Inflammation of the middle ear occurs because of infection. It causes fluid accumulation and leads to pressure, pain and sometimes loss of hearing. Myringotomy is a surgical procedure to treat inflammation in the middle ear, and involves making an incision in the eardrum or tympanic membrane to allow fluid to be suctioned out from the middle ear. This may be followed by the insertion of a tube or grommet that prevents the closure of the incision, allowing further drainage. This procedure is commonly performed in children since ear infections in adults is usually not persistent.
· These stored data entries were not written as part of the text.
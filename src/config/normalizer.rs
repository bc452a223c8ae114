//! Normalization of raw definitions.
//!
//! Raw definitions are loosely typed: a list may be a single string, a
//! guarded value may be a bare scalar, settings may be a mapping or a list.
//! Everything in this module turns a parsed [`Value`] tree into the canonical
//! entities of [`super::model`], failing on the first violated rule. Nothing
//! downstream looks at the raw shape again.

use super::model::{
    Domain, GuardedValue, GuardedValueMap, Location, NodeConfig, Service, ServiceSettings,
    ServiceType, Solution,
};
use super::options::{find_option, known_option_names, quoted_list};
use crate::error::NormalizeError;
use serde_json::{Map, Value};
use std::collections::BTreeMap;
use std::path::Path;

type NormalizeResult<T> = std::result::Result<T, NormalizeError>;

/// Name of the directory holding deployable repositories.
pub const REPOSITORIES_DIR: &str = "repositories";

/// Returns the kind name of a value, as used in error messages.
#[must_use]
pub const fn value_kind(value: &Value) -> &'static str {
    match value {
        Value::Null => "null",
        Value::Bool(_) => "boolean",
        Value::Number(_) => "number",
        Value::String(_) => "string",
        Value::Array(_) => "array",
        Value::Object(_) => "object",
    }
}

/// Normalizes a string-or-array field into a list of unique strings.
///
/// A missing, null, empty or otherwise falsy value yields an empty list.
/// The first occurrence of each string is kept.
///
/// # Errors
///
/// Returns an error if the value is neither a string nor an array, or if the
/// array holds a non-string element.
pub fn make_string_array(value: Option<&Value>) -> NormalizeResult<Vec<String>> {
    let Some(value) = value else {
        return Ok(Vec::new());
    };
    if is_falsy(value) {
        return Ok(Vec::new());
    }

    match value {
        Value::String(s) => Ok(vec![s.clone()]),
        Value::Array(items) => {
            let mut result: Vec<String> = Vec::with_capacity(items.len());
            for item in items {
                let Value::String(s) = item else {
                    return Err(NormalizeError::NonStringElement {
                        found: value_kind(item).to_string(),
                    });
                };
                if !result.contains(s) {
                    result.push(s.clone());
                }
            }
            Ok(result)
        }
        other => Err(NormalizeError::NotAStringOrArray {
            found: value_kind(other).to_string(),
        }),
    }
}

/// Brings a raw domain to canonical form.
///
/// # Errors
///
/// Returns an error if a list field is malformed, if no node is declared, or
/// if neither services nor solutions are declared.
pub fn normalize_domain(name: &str, raw: &Value) -> NormalizeResult<Domain> {
    let domain = Domain {
        name: name.to_string(),
        nodes: make_string_array(raw.get("nodes"))?,
        services: make_string_array(raw.get("services"))?,
        solutions: make_string_array(raw.get("solutions"))?,
    };

    if domain.nodes.is_empty() {
        return Err(NormalizeError::NoNodes);
    }
    if domain.services.is_empty() && domain.solutions.is_empty() {
        return Err(NormalizeError::NoServices);
    }
    Ok(domain)
}

/// Brings a raw node to canonical form.
///
/// # Errors
///
/// Returns an error if the labels are malformed or the location is missing or
/// not of the form `host[:port]`.
pub fn normalize_node(name: &str, raw: &Value) -> NormalizeResult<NodeConfig> {
    Ok(NodeConfig {
        name: name.to_string(),
        label: make_string_array(raw.get("label"))?,
        location: parse_location(raw.get("location"))?,
        user: optional_string(raw.get("user")),
        password: optional_string(raw.get("password")),
    })
}

/// Parses a `host[:port]` location.
///
/// # Errors
///
/// Returns an error if the location is missing, empty, not a string, or has
/// an unparsable port.
pub fn parse_location(value: Option<&Value>) -> NormalizeResult<Location> {
    let location = match value {
        Some(Value::String(s)) if !s.is_empty() => s.as_str(),
        _ => return Err(NormalizeError::MissingField { field: "location" }),
    };

    let invalid = || NormalizeError::InvalidLocation {
        location: location.to_string(),
    };

    let (host, port) = match location.split_once(':') {
        Some((host, port)) => {
            let port = match port.parse::<u16>() {
                Ok(0) => Location::DEFAULT_PORT,
                Ok(p) => p,
                Err(_) if port.is_empty() => Location::DEFAULT_PORT,
                Err(_) => return Err(invalid()),
            };
            (host, port)
        }
        None => (location, Location::DEFAULT_PORT),
    };

    if host.is_empty() {
        return Err(invalid());
    }

    Ok(Location::new(host, port))
}

/// Brings a raw solution to canonical form.
///
/// Labels mapped to an empty service list are dropped.
///
/// # Errors
///
/// Returns an error if no label mapping is declared or a service list is malformed.
pub fn normalize_solution(name: &str, raw: &Value) -> NormalizeResult<Solution> {
    let entries = match raw.get("services") {
        Some(Value::Object(map)) if !map.is_empty() => map,
        _ => return Err(NormalizeError::NoSolutionServices),
    };

    let mut services = BTreeMap::new();
    for (label, value) in entries {
        let list = make_string_array(Some(value))?;
        if !list.is_empty() {
            services.insert(label.clone(), list);
        }
    }

    if services.is_empty() {
        return Err(NormalizeError::NoSolutionServices);
    }

    Ok(Solution {
        name: name.to_string(),
        services,
    })
}

/// Brings a raw service to canonical form.
///
/// The repository is resolved against `<root>/repositories`. Settings given as
/// a list keep their file references in `value`; loading those files is left
/// to the reader.
///
/// # Errors
///
/// Returns an error if the type is unknown, the repository is missing, a
/// guarded value is malformed, or a deployment option is unknown or has the
/// wrong type.
pub fn normalize_service(name: &str, raw: &Value, root: &Path) -> NormalizeResult<Service> {
    let service_type = parse_service_type(raw.get("type"))?;

    let repository = match raw.get("repository") {
        Some(Value::String(s)) if !s.is_empty() => root.join(REPOSITORIES_DIR).join(s),
        _ => return Err(NormalizeError::MissingField { field: "repository" }),
    };

    let service = Service {
        name: name.to_string(),
        service_type,
        repository,
        settings: normalize_settings(raw.get("settings"), service_type)?,
        preferences: normalize_guarded_value_map("preferences", raw.get("preferences"))?,
        deployment_options: normalize_guarded_value_map(
            "deploymentOptions",
            raw.get("deploymentOptions"),
        )?,
    };

    check_deployment_options(&service.deployment_options)?;
    Ok(service)
}

/// Parses a service type name.
///
/// # Errors
///
/// Returns an error naming the bad value and the allowed set.
pub fn parse_service_type(value: Option<&Value>) -> NormalizeResult<ServiceType> {
    let found = match value {
        Some(Value::String(s)) => s.clone(),
        Some(other) => other.to_string(),
        None => String::from("undefined"),
    };

    ServiceType::from_name(&found).ok_or_else(|| NormalizeError::UnknownServiceType {
        found,
        allowed: quoted_list(ServiceType::ALL.iter().map(|t| t.as_str())),
    })
}

fn normalize_settings(
    value: Option<&Value>,
    service_type: ServiceType,
) -> NormalizeResult<ServiceSettings> {
    match value {
        Some(Value::Array(_)) if !service_type.has_document_settings() => {
            Err(NormalizeError::SettingsListNotSupported {
                service_type: service_type.to_string(),
            })
        }
        Some(value @ Value::Array(_)) => {
            Ok(ServiceSettings::Documents(normalize_guarded_values(value)?))
        }
        other => Ok(ServiceSettings::Keyed(normalize_guarded_value_map("settings", other)?)),
    }
}

/// Normalizes a mapping from name to guarded values.
///
/// # Errors
///
/// Returns an error if the value is not a mapping or holds a malformed guarded value.
pub fn normalize_guarded_value_map(
    field: &str,
    value: Option<&Value>,
) -> NormalizeResult<GuardedValueMap> {
    let map = match value {
        None => return Ok(GuardedValueMap::new()),
        Some(v) if is_falsy(v) => return Ok(GuardedValueMap::new()),
        Some(Value::Object(map)) => map,
        Some(other) => {
            return Err(NormalizeError::NotAnObject {
                field: field.to_string(),
                found: value_kind(other).to_string(),
            });
        }
    };

    let mut result = GuardedValueMap::new();
    for (key, raw) in map {
        result.insert(key.clone(), normalize_guarded_values(raw)?);
    }
    Ok(result)
}

/// Normalizes one value or a list of values into guarded values.
///
/// # Errors
///
/// Returns an error if a guard list is malformed.
pub fn normalize_guarded_values(value: &Value) -> NormalizeResult<Vec<GuardedValue>> {
    match value {
        Value::Array(items) => items.iter().map(normalize_guarded_value).collect(),
        single => Ok(vec![normalize_guarded_value(single)?]),
    }
}

/// Normalizes a single guarded value.
///
/// Non-objects apply everywhere. Objects contribute only their `domain`,
/// `label`, `node` and `value` keys; a missing `value` is the empty string.
///
/// # Errors
///
/// Returns an error if a guard list is malformed.
pub fn normalize_guarded_value(value: &Value) -> NormalizeResult<GuardedValue> {
    let Value::Object(map) = value else {
        return Ok(GuardedValue::unguarded(value.clone()));
    };

    Ok(GuardedValue {
        domain: make_string_array(map.get("domain"))?,
        label: make_string_array(map.get("label"))?,
        node: make_string_array(map.get("node"))?,
        value: map
            .get("value")
            .cloned()
            .unwrap_or_else(|| Value::String(String::new())),
    })
}

fn check_deployment_options(options: &GuardedValueMap) -> NormalizeResult<()> {
    for (name, values) in options {
        let Some(known) = find_option(name) else {
            return Err(NormalizeError::UnknownDeploymentOption {
                name: name.clone(),
                allowed: known_option_names(),
            });
        };

        let Some(default) = known.default else {
            continue;
        };
        let expected = value_kind(&Value::Bool(default));
        if let Some(wrong) = values.iter().find(|v| value_kind(&v.value) != expected) {
            return Err(NormalizeError::WrongDeploymentOptionType {
                name: name.clone(),
                expected: expected.to_string(),
                found: value_kind(&wrong.value).to_string(),
            });
        }
    }
    Ok(())
}

fn optional_string(value: Option<&Value>) -> Option<String> {
    match value {
        Some(Value::String(s)) if !s.is_empty() => Some(s.clone()),
        _ => None,
    }
}

fn is_falsy(value: &Value) -> bool {
    match value {
        Value::Null => true,
        Value::Bool(b) => !b,
        Value::String(s) => s.is_empty(),
        Value::Number(n) => n.as_f64() == Some(0.0),
        Value::Array(_) | Value::Object(_) => false,
    }
}

/// Returns the raw object of a parsed file.
///
/// # Errors
///
/// Returns an error if the document is not a mapping.
pub fn expect_object<'a>(field: &str, value: &'a Value) -> NormalizeResult<&'a Map<String, Value>> {
    value.as_object().ok_or_else(|| NormalizeError::NotAnObject {
        field: field.to_string(),
        found: value_kind(value).to_string(),
    })
}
Myringotomy is performed under general anesthesia. The ear is irrigated clean, a small incision is made in the tympanic membrane and fluid from the middle ear is drawn out and sent to the laboratory for analysis. A grommet may then be inserted and cotton placed to control bleeding. The eardrum heals around the grommet which is left in place until the drainage stops. It is later removed or falls out on its own, after which the eardrum heals and closes. Laser myringotomy may also be performed under local anesthesia, which results in less post-operative pain.
With the eardrum open, you are instructed to prevent water from entering into the ear by using clean ear plugs while bathing or swimming. As with most invasive procedures, myringotomy with or without grommet insertion may be associated with certain risks and complications such as incomplete closure of the eardrum, formation of a mass in the middle ear and inward movement of the ear tube causing inflammation.